Ivana Lolesio

Personal information
- Born: 6 February 2004 (age 22) Gold Coast, Queensland, Australia
- Height: 170 cm (5 ft 7 in)
- Weight: 82 kg (12 st 13 lb)

Playing information
- Position: Centre
Club
| Years | Team | Pld | T | G | FG | P |
| 2025– | Gold Coast Titans | 12 | 1 | 0 | 0 | 4 |
Representative
| Years | Team | Pld | T | G | FG | P |
| 2026 | Queensland | 1 | 0 | 0 | 0 | 0 |
- Source: As of 26 May 2026

= Ivana Lolesio =

Australian professional rugby league player

Ivana Lolesio (born 6 February 2004) is an Australian rugby league footballer who plays as a for the Gold Coast Titans in the NRL Women's Premiership.

== Background ==
Lolesio, who is of Samoan descent, was born and raised on the Gold Coast, Queensland and attended Aquinas College, Southport, where she played for their rugby sevens team. In 2022, she represented the Australian Under-18 Schoolgirls side at the World Schools 7s tournament in New Zealand.

Her older brother, Noah Lolesio, is a Wallabies international.

== Playing career ==
===Gold Coast Titans===
In 2024, Lolesio switched to rugby league, signing with the Gold Coast Titans. She began the 2024 season playing for the Burleigh Bears in the QRL Women's Premiership before a knee injury ruled her out for the rest of the year.

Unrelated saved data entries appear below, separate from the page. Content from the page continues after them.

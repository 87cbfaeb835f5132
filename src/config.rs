//! Training Configuration
//!
//! Defines the hyperparameter bundle used by every stage of the fair VAE pipeline,
//! together with the enums selecting the residual correlation, clustering linkage and
//! fairness mode.
use crate::errors::FairVaeError;
use crate::utils::{
    items_to_strings, validate_float_parameter, validate_positive_float_parameter, validate_positive_usize_parameter,
};
use serde::{Deserialize, Serialize};
use std::fs;
use std::path::{Path, PathBuf};
use std::str::FromStr;

/// Source of the low-rank correlation factor used by the probit likelihood.
#[derive(Serialize, Deserialize, Clone, Copy, PartialEq, Debug, Default)]
pub enum ResidueSigma {
    /// Use the model's learnable factor.
    #[default]
    Learned,
    /// Draw a fresh Glorot-uniform factor for every training batch.
    Random,
}

impl FromStr for ResidueSigma {
    type Err = FairVaeError;

    fn from_str(s: &str) -> Result<Self, Self::Err> {
        match s {
            "learned" | "Learned" => Ok(ResidueSigma::Learned),
            "random" | "Random" => Ok(ResidueSigma::Random),
            _ => Err(FairVaeError::ParseString(
                s.to_string(),
                "ResidueSigma".to_string(),
                items_to_strings(vec!["learned", "random"]),
            )),
        }
    }
}

/// Linkage criterion of the agglomerative clustering.
#[derive(Serialize, Deserialize, Clone, Copy, PartialEq, Debug, Default)]
pub enum Linkage {
    /// Minimum variance merge, heights in euclidean units.
    #[default]
    Ward,
    Average,
    Complete,
    Single,
}

impl FromStr for Linkage {
    type Err = FairVaeError;

    fn from_str(s: &str) -> Result<Self, Self::Err> {
        match s {
            "ward" | "Ward" => Ok(Linkage::Ward),
            "average" | "Average" => Ok(Linkage::Average),
            "complete" | "Complete" => Ok(Linkage::Complete),
            "single" | "Single" => Ok(Linkage::Single),
            _ => Err(FairVaeError::ParseString(
                s.to_string(),
                "Linkage".to_string(),
                items_to_strings(vec!["ward", "average", "complete", "single"]),
            )),
        }
    }
}

/// Label distance used to weight samples around a target label.
#[derive(Serialize, Deserialize, Clone, Copy, PartialEq, Debug)]
pub enum LabelDistanceMetric {
    /// Weight 1 for the target label itself, 0 for everything else.
    IndicationFunction,
    /// Jaccard similarity between label sets, raised to `dist_gamma`.
    Jaccard,
    /// Association-rule confidence. Recognised but not implemented.
    Arule,
}

impl LabelDistanceMetric {
    pub fn name(&self) -> &'static str {
        match self {
            LabelDistanceMetric::IndicationFunction => "indication_function",
            LabelDistanceMetric::Jaccard => "jaccard",
            LabelDistanceMetric::Arule => "arule",
        }
    }
}

impl FromStr for LabelDistanceMetric {
    type Err = FairVaeError;

    fn from_str(s: &str) -> Result<Self, Self::Err> {
        match s {
            "indication_function" => Ok(LabelDistanceMetric::IndicationFunction),
            "jaccard" => Ok(LabelDistanceMetric::Jaccard),
            "arule" => Ok(LabelDistanceMetric::Arule),
            _ => Err(FairVaeError::ParseString(
                s.to_string(),
                "LabelDistanceMetric".to_string(),
                items_to_strings(vec!["indication_function", "jaccard", "arule"]),
            )),
        }
    }
}

/// Which fairness notion the run regularizes or evaluates.
#[derive(Serialize, Deserialize, Clone, Copy, PartialEq, Debug, Default)]
pub enum FairnessMode {
    /// Hard latent clusters of the prior model, penalised per sensitive group.
    #[default]
    Cluster,
    /// Soft neighbourhoods around a target label, weighted by a label distance.
    /// Evaluation only; training in this mode is rejected as unimplemented.
    Distance(LabelDistanceMetric),
}

fn default_dataset() -> String {
    String::from("adult")
}
fn default_data_dir() -> PathBuf {
    PathBuf::from("data")
}
fn default_output_dir() -> PathBuf {
    PathBuf::from("fairreg")
}
fn default_learning_rate() -> f64 {
    1e-3
}
fn default_lr_decay_ratio() -> f64 {
    0.5
}
fn default_lr_decay_times() -> f64 {
    4.0
}
fn default_nll_coeff() -> f64 {
    0.1
}
fn default_l2_coeff() -> f64 {
    1.0
}
fn default_c_coeff() -> f64 {
    200.0
}
fn default_batch_size() -> usize {
    128
}
fn default_max_epoch() -> usize {
    20
}
fn default_latent_dim() -> usize {
    8
}
fn default_hidden_dim() -> usize {
    256
}
fn default_z_dim() -> usize {
    16
}
fn default_n_train_sample() -> usize {
    10
}
fn default_n_test_sample() -> usize {
    100
}
fn default_cluster_distance_threshold() -> f64 {
    0.1
}
fn default_cluster_min_size() -> usize {
    4
}
fn default_dist_gamma() -> f64 {
    1.0
}
fn default_seed() -> u64 {
    4
}
fn default_eval_after_epoch() -> bool {
    true
}

/// Hyperparameters of a fair VAE run.
#[derive(Clone, Serialize, Deserialize, Debug, PartialEq)]
pub struct TrainConfig {
    /// Dataset name, also a path segment of every artifact.
    #[serde(default = "default_dataset")]
    pub dataset: String,
    /// Directory holding one sub-directory per dataset.
    #[serde(default = "default_data_dir")]
    pub data_dir: PathBuf,
    /// Root of the model and summary trees.
    #[serde(default = "default_output_dir")]
    pub output_dir: PathBuf,
    #[serde(default = "default_learning_rate")]
    pub learning_rate: f64,
    /// Multiplicative learning-rate decay applied at every scheduler boundary.
    #[serde(default = "default_lr_decay_ratio")]
    pub lr_decay_ratio: f64,
    /// Number of decays over the full run.
    #[serde(default = "default_lr_decay_times")]
    pub lr_decay_times: f64,
    /// Weight of the two probit negative log-likelihood terms.
    #[serde(default = "default_nll_coeff")]
    pub nll_coeff: f64,
    /// Only used to name the run.
    #[serde(default = "default_l2_coeff")]
    pub l2_coeff: f64,
    /// Weight of the two ranking terms.
    #[serde(default = "default_c_coeff")]
    pub c_coeff: f64,
    #[serde(default = "default_batch_size")]
    pub batch_size: usize,
    #[serde(default = "default_max_epoch")]
    pub max_epoch: usize,
    /// Dimension of both latent channels.
    #[serde(default = "default_latent_dim")]
    pub latent_dim: usize,
    #[serde(default = "default_hidden_dim")]
    pub hidden_dim: usize,
    /// Rank of the residual label correlation factor.
    #[serde(default = "default_z_dim")]
    pub z_dim: usize,
    /// Probit samples drawn per example during training.
    #[serde(default = "default_n_train_sample")]
    pub n_train_sample: usize,
    /// Probit samples drawn per example during evaluation.
    #[serde(default = "default_n_test_sample")]
    pub n_test_sample: usize,
    #[serde(default)]
    pub residue_sigma: ResidueSigma,
    /// Initial agglomerative clustering cut, doubled on every failed attempt.
    #[serde(default = "default_cluster_distance_threshold")]
    pub labels_cluster_distance_threshold: f64,
    #[serde(default = "default_cluster_min_size")]
    pub labels_cluster_min_size: usize,
    #[serde(default)]
    pub linkage: Linkage,
    #[serde(default)]
    pub fairness: FairnessMode,
    /// Target label bit string for distance based fairness. Several comma separated
    /// labels are rejected.
    #[serde(default)]
    pub target_label: Option<String>,
    /// Rank of the target label among label combinations sorted by frequency.
    #[serde(default)]
    pub target_label_idx: usize,
    /// Exponent applied to Jaccard similarities.
    #[serde(default = "default_dist_gamma")]
    pub dist_gamma: f64,
    #[serde(default = "default_seed")]
    pub seed: u64,
    /// CUDA ordinal, CPU when absent or unavailable.
    #[serde(default)]
    pub cuda: Option<usize>,
    /// Resume at the clustering phase boundary.
    #[serde(default)]
    pub resume: bool,
    #[serde(default = "default_eval_after_epoch")]
    pub eval_after_epoch: bool,
    /// Recompute cached artifacts such as label distances.
    #[serde(default)]
    pub train_new: bool,
}

impl Default for TrainConfig {
    fn default() -> Self {
        TrainConfig {
            dataset: default_dataset(),
            data_dir: default_data_dir(),
            output_dir: default_output_dir(),
            learning_rate: default_learning_rate(),
            lr_decay_ratio: default_lr_decay_ratio(),
            lr_decay_times: default_lr_decay_times(),
            nll_coeff: default_nll_coeff(),
            l2_coeff: default_l2_coeff(),
            c_coeff: default_c_coeff(),
            batch_size: default_batch_size(),
            max_epoch: default_max_epoch(),
            latent_dim: default_latent_dim(),
            hidden_dim: default_hidden_dim(),
            z_dim: default_z_dim(),
            n_train_sample: default_n_train_sample(),
            n_test_sample: default_n_test_sample(),
            residue_sigma: ResidueSigma::default(),
            labels_cluster_distance_threshold: default_cluster_distance_threshold(),
            labels_cluster_min_size: default_cluster_min_size(),
            linkage: Linkage::default(),
            fairness: FairnessMode::default(),
            target_label: None,
            target_label_idx: 0,
            dist_gamma: default_dist_gamma(),
            seed: default_seed(),
            cuda: None,
            resume: false,
            eval_after_epoch: default_eval_after_epoch(),
            train_new: false,
        }
    }
}

impl TrainConfig {
    /// Load a configuration from a json file. Missing fields take their defaults.
    pub fn from_json_file<P: AsRef<Path>>(path: P) -> Result<Self, FairVaeError> {
        let json_str = fs::read_to_string(path.as_ref())
            .map_err(|e| FairVaeError::UnableToRead(format!("{}: {}", path.as_ref().display(), e)))?;
        Self::from_json(&json_str)
    }

    pub fn from_json(json_str: &str) -> Result<Self, FairVaeError> {
        serde_json::from_str::<TrainConfig>(json_str).map_err(|e| FairVaeError::UnableToRead(e.to_string()))
    }

    pub fn json_dump(&self) -> Result<String, FairVaeError> {
        serde_json::to_string_pretty(self).map_err(|e| FairVaeError::UnableToWrite(e.to_string()))
    }

    pub fn save<P: AsRef<Path>>(&self, path: P) -> Result<(), FairVaeError> {
        let cfg = self.json_dump()?;
        fs::write(path.as_ref(), cfg)
            .map_err(|e| FairVaeError::UnableToWrite(format!("{}: {}", path.as_ref().display(), e)))
    }

    /// Check every hyperparameter, and reject fairness requests that have no
    /// implementation before any training work starts.
    pub fn validate(&self) -> Result<(), FairVaeError> {
        validate_positive_float_parameter(self.learning_rate, "learning_rate")?;
        validate_float_parameter(self.lr_decay_ratio, 0.0, 1.0, "lr_decay_ratio")?;
        validate_positive_float_parameter(self.lr_decay_times, "lr_decay_times")?;
        validate_float_parameter(self.nll_coeff, 0.0, f64::INFINITY, "nll_coeff")?;
        validate_float_parameter(self.c_coeff, 0.0, f64::INFINITY, "c_coeff")?;
        validate_positive_float_parameter(self.labels_cluster_distance_threshold, "labels_cluster_distance_threshold")?;
        validate_float_parameter(self.dist_gamma, 0.0, f64::INFINITY, "dist_gamma")?;
        validate_positive_usize_parameter(self.batch_size, "batch_size")?;
        validate_positive_usize_parameter(self.latent_dim, "latent_dim")?;
        validate_positive_usize_parameter(self.hidden_dim, "hidden_dim")?;
        validate_positive_usize_parameter(self.z_dim, "z_dim")?;
        validate_positive_usize_parameter(self.n_train_sample, "n_train_sample")?;
        validate_positive_usize_parameter(self.n_test_sample, "n_test_sample")?;
        validate_positive_usize_parameter(self.labels_cluster_min_size, "labels_cluster_min_size")?;

        if let FairnessMode::Distance(LabelDistanceMetric::Arule) = self.fairness {
            return Err(FairVaeError::Unimplemented(
                "association-rule label distances are not supported yet".to_string(),
            ));
        }
        if let Some(target) = &self.target_label {
            if target.contains(',') || target.split_whitespace().count() > 1 {
                return Err(FairVaeError::Unimplemented(
                    "cannot handle multiple target labels yet".to_string(),
                ));
            }
            if target.is_empty() || !target.chars().all(|c| c == '0' || c == '1') {
                return Err(FairVaeError::InvalidParameter(
                    "target_label".to_string(),
                    "a bit string such as 0101".to_string(),
                    target.clone(),
                ));
            }
        }
        Ok(())
    }

    /// Path segment naming a run by its optimisation hyperparameters.
    pub fn param_setting(&self) -> String {
        format!(
            "lr-{}_lr-decay_{:.2}_lr-times_{:.1}_nll-{:.2}_l2-{:.2}_c-{:.2}",
            self.learning_rate, self.lr_decay_ratio, self.lr_decay_times, self.nll_coeff, self.l2_coeff, self.c_coeff
        )
    }

    /// Epochs of the unconstrained prior model.
    pub fn prior_epochs(&self) -> usize {
        self.max_epoch / crate::constants::PRIOR_EPOCH_DIVISOR
    }
}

In Round 1 of the 2025 NRL Women's season, Lolesio made her NRLW debut in a 20–6 loss to the North Queensland Cowboys. She played all 12 games for the Titans in 2025 and was named the club's Rookie of the Year.

On 22 April 2026, Lolesio was named to make her Women's State of Origin debut for Queensland in Game I of the 2026 Women's State of Origin series.